● INSTRUCTIONS FOR THE TASK:
In the listing below, find each line that holds "infos" and list it.

● DATA FOR THE TASK:
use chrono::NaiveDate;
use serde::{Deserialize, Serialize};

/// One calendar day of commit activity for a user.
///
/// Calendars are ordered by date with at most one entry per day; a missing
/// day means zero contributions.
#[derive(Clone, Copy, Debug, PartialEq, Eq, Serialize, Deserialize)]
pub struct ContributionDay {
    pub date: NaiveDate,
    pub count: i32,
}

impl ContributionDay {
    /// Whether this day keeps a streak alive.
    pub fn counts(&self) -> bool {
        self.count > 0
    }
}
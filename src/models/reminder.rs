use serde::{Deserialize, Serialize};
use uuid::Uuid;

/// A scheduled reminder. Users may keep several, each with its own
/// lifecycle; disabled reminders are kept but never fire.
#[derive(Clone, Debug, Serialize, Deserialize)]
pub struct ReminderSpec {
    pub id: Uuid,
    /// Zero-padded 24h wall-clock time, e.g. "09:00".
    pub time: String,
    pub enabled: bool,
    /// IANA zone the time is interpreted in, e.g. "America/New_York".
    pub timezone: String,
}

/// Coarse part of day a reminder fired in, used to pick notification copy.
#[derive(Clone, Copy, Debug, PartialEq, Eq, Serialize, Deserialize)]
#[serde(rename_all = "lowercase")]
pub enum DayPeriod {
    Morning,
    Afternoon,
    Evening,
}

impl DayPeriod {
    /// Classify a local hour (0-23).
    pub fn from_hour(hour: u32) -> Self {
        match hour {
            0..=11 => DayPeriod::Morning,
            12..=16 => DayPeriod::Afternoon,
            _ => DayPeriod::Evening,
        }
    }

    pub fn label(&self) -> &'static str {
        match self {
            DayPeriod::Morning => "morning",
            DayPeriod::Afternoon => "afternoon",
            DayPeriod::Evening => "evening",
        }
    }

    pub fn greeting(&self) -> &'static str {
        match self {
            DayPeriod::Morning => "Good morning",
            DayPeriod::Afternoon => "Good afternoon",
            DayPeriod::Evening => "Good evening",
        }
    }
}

==

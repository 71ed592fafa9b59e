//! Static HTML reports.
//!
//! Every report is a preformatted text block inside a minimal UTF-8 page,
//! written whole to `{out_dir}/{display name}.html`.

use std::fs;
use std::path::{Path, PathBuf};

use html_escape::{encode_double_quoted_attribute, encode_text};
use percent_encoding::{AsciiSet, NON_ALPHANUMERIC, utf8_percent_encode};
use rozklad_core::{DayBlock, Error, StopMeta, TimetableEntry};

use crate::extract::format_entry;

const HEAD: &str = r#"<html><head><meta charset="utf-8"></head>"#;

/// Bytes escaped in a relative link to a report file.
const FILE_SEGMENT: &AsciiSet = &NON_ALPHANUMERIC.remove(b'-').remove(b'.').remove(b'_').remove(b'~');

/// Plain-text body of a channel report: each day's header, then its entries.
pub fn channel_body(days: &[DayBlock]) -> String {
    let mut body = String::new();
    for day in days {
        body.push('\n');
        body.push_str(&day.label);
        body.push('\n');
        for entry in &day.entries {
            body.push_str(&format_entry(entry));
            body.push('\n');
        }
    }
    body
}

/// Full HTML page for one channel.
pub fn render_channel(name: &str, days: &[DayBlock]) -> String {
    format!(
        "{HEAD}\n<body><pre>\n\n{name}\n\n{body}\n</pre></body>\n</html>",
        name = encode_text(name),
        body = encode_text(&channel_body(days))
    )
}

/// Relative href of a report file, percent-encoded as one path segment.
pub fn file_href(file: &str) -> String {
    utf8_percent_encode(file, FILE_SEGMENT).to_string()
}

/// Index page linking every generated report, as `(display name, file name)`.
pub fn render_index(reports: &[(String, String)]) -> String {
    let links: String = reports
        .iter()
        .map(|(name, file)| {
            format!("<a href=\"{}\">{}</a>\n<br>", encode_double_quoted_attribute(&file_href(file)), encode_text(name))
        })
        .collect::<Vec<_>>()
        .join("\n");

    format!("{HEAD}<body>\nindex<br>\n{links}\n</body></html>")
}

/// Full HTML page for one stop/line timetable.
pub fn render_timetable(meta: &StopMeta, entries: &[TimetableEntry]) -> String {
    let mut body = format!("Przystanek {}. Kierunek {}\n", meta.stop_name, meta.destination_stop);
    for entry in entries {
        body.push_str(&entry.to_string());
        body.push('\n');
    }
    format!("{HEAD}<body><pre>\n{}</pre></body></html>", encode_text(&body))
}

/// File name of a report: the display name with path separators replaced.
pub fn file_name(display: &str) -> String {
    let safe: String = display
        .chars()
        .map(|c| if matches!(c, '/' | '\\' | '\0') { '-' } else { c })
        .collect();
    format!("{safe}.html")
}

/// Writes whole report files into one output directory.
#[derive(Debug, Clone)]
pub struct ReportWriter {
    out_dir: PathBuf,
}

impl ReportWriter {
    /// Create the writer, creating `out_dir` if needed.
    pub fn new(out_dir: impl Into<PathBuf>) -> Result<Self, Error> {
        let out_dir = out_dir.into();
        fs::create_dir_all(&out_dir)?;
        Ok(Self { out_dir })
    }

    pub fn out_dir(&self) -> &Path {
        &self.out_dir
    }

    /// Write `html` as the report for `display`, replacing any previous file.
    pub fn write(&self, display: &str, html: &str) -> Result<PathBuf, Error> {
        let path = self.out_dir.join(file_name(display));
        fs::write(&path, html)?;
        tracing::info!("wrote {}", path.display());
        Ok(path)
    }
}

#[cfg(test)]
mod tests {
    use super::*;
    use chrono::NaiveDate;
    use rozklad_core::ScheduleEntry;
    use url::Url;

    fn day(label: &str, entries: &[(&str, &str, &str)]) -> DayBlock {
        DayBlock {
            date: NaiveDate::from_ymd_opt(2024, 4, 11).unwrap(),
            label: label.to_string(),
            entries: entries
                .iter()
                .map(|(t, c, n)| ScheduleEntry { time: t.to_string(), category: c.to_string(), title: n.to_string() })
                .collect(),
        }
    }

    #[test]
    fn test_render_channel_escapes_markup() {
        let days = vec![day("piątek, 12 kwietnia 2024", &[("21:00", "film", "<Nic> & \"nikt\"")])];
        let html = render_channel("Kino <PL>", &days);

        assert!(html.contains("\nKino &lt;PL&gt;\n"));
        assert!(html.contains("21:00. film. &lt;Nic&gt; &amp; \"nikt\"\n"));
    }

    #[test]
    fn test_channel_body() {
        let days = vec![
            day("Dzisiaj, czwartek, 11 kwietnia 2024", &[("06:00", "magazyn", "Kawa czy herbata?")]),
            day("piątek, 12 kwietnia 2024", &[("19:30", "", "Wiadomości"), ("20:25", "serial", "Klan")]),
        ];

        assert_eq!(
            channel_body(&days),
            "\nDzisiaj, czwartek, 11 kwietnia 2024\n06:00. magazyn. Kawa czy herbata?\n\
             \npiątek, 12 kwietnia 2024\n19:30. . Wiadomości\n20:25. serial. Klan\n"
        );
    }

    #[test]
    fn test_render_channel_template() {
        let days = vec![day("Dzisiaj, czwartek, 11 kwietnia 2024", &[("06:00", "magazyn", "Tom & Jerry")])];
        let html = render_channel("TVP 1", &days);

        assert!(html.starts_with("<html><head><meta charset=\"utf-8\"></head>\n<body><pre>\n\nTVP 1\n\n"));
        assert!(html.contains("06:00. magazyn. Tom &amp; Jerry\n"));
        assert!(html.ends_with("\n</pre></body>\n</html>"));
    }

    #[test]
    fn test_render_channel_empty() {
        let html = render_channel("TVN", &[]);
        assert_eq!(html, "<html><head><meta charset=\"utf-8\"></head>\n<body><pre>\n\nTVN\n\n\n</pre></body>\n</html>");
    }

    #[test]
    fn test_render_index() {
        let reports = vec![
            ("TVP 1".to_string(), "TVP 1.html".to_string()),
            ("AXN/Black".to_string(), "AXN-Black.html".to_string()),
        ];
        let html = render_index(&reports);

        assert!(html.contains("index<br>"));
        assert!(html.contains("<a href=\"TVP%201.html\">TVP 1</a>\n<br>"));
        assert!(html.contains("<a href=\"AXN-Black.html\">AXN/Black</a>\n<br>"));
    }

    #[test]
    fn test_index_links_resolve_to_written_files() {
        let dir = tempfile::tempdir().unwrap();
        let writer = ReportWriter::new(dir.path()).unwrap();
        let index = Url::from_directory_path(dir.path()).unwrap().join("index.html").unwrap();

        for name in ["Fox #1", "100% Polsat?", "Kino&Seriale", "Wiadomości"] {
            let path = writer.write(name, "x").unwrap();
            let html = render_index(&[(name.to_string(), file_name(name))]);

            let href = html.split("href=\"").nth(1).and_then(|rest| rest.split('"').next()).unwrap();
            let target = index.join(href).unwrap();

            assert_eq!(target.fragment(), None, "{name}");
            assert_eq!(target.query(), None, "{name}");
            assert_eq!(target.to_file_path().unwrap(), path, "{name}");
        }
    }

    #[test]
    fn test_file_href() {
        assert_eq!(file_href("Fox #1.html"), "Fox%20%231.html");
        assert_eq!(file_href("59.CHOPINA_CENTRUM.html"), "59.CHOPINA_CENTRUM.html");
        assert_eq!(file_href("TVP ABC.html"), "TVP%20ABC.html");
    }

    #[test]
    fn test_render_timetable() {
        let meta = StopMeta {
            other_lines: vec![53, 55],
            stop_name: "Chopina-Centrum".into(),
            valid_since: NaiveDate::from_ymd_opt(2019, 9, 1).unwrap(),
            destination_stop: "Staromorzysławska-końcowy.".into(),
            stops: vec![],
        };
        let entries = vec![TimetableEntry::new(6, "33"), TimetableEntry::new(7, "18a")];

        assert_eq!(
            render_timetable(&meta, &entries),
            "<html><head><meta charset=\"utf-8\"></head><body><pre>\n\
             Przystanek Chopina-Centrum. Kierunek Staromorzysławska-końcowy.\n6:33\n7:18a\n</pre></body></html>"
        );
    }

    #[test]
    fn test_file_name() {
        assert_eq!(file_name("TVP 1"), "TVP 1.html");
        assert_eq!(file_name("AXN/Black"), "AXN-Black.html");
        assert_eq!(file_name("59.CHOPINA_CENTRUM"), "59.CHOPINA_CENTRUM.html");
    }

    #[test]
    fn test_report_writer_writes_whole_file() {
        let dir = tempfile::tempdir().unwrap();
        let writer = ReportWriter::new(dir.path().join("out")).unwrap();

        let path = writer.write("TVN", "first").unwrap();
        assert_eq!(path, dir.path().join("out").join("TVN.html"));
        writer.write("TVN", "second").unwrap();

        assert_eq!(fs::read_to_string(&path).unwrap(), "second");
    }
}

* * *

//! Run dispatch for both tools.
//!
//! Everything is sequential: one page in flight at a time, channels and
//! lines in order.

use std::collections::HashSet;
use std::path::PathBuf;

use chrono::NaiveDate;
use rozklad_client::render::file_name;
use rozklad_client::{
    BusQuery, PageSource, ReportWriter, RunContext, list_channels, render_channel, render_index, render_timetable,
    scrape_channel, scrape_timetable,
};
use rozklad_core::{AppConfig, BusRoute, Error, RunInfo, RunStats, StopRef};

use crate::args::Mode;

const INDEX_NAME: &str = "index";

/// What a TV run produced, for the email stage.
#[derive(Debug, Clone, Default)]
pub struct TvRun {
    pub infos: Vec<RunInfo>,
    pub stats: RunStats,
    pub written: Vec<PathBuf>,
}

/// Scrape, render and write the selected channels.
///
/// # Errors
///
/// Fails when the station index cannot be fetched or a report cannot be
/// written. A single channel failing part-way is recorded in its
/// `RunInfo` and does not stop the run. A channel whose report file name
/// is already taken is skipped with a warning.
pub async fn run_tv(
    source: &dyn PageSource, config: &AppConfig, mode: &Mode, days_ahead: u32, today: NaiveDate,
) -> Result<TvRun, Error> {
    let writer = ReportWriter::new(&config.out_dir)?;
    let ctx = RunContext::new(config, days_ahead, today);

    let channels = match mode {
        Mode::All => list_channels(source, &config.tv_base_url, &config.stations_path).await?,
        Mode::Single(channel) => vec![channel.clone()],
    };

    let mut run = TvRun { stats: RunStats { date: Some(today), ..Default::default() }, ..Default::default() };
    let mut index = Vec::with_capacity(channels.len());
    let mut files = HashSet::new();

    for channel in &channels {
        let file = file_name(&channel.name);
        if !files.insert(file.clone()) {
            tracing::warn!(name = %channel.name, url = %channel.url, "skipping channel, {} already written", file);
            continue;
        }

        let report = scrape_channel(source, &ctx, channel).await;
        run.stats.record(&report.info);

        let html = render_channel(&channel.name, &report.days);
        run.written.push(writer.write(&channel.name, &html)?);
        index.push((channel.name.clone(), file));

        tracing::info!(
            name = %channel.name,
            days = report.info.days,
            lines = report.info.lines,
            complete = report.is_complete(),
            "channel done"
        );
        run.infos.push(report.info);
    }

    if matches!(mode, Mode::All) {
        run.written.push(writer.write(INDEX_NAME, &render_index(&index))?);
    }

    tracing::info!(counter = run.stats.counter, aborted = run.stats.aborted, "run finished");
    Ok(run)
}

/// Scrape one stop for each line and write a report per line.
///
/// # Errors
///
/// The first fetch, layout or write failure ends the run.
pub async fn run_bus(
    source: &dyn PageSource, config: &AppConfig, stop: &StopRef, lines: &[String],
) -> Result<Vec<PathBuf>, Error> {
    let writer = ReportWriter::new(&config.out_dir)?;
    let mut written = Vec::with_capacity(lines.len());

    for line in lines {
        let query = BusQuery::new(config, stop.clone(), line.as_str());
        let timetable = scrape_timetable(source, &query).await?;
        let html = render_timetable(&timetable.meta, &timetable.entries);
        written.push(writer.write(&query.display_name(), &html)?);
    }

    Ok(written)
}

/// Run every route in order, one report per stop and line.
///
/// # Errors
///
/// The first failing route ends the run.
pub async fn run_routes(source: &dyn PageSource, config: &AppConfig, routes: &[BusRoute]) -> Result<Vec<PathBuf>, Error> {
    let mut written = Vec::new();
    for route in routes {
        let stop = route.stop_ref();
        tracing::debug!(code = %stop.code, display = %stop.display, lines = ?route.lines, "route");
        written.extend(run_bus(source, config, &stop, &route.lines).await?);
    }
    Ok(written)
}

● SOLUTION:
    pub infos: Vec<RunInfo>,
        run.infos.push(report.info);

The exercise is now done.